**Records to use:**
-*-*-
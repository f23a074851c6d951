#![allow(dead_code, reason = "not every test binary uses every helper")]

use backpack_client_sdk::{Client, Config, Credentials};
use httpmock::MockServer;
use secrecy::SecretString;
use tracing_subscriber::EnvFilter;

/// RFC 8032 test key 1, base64 encoded.
pub const PUBLIC_KEY: &str = "11qYAYKxCrfVS/7TyWQHOg7hcvPapiMlrwIaaPcHURo=";
pub const PRIVATE_KEY: &str = "nWGxne/9WmC6hEr0kuwsxERJxWl7MmkZcDusAxyuf2A=";

pub const AUTH_HEADERS: [&str; 4] = ["X-API-Key", "X-Signature", "X-Timestamp", "X-Window"];

/// Routes client logs to the test harness. Filtered by `RUST_LOG`, warnings
/// and up by default; only emits anything with the `tracing` feature on.
pub fn init_logging() {
    let filter = EnvFilter::try_from_default_env().unwrap_or_else(|_| EnvFilter::new("warn"));
    tracing_subscriber::fmt()
        .with_env_filter(filter)
        .with_test_writer()
        .try_init()
        .ok();
}

pub fn credentials() -> Credentials {
    Credentials::new(PUBLIC_KEY.to_owned(), SecretString::from(PRIVATE_KEY))
}

pub fn config(host: &str) -> Config {
    Config::from_raw(host, None).expect("valid test host")
}

pub fn client(server: &MockServer) -> Client {
    init_logging();
    Client::new(config(&server.base_url()), &credentials()).expect("valid test client")
}

/// A client pointed at a port nothing listens on. Any request it sends fails
/// with a network error, so a validation error proves nothing was sent.
pub fn offline_client() -> Client {
    init_logging();
    let port = {
        let listener = std::net::TcpListener::bind("127.0.0.1:0").expect("bind ephemeral port");
        listener.local_addr().expect("local addr").port()
    };
    Client::new(config(&format!("http://127.0.0.1:{port}")), &credentials())
        .expect("valid test client")
}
-*-*-
**Exercise:**
Take the listing above from its first line through the line containing "pub const PRIVATE_KEY: &str", and transcribe that stretch exactly, with no other lines.

**Written response:**
repository f23a074851c6d951
#![allow(dead_code, reason = "not every test binary uses every helper")]

use backpack_client_sdk::{Client, Config, Credentials};
use httpmock::MockServer;
use secrecy::SecretString;
use tracing_subscriber::EnvFilter;

/// RFC 8032 test key 1, base64 encoded.
pub const PUBLIC_KEY: &str = "11qYAYKxCrfVS/7TyWQHOg7hcvPapiMlrwIaaPcHURo=";
pub const PRIVATE_KEY: &str = "nWGxne/9WmC6hEr0kuwsxERJxWl7MmkZcDusAxyuf2A=";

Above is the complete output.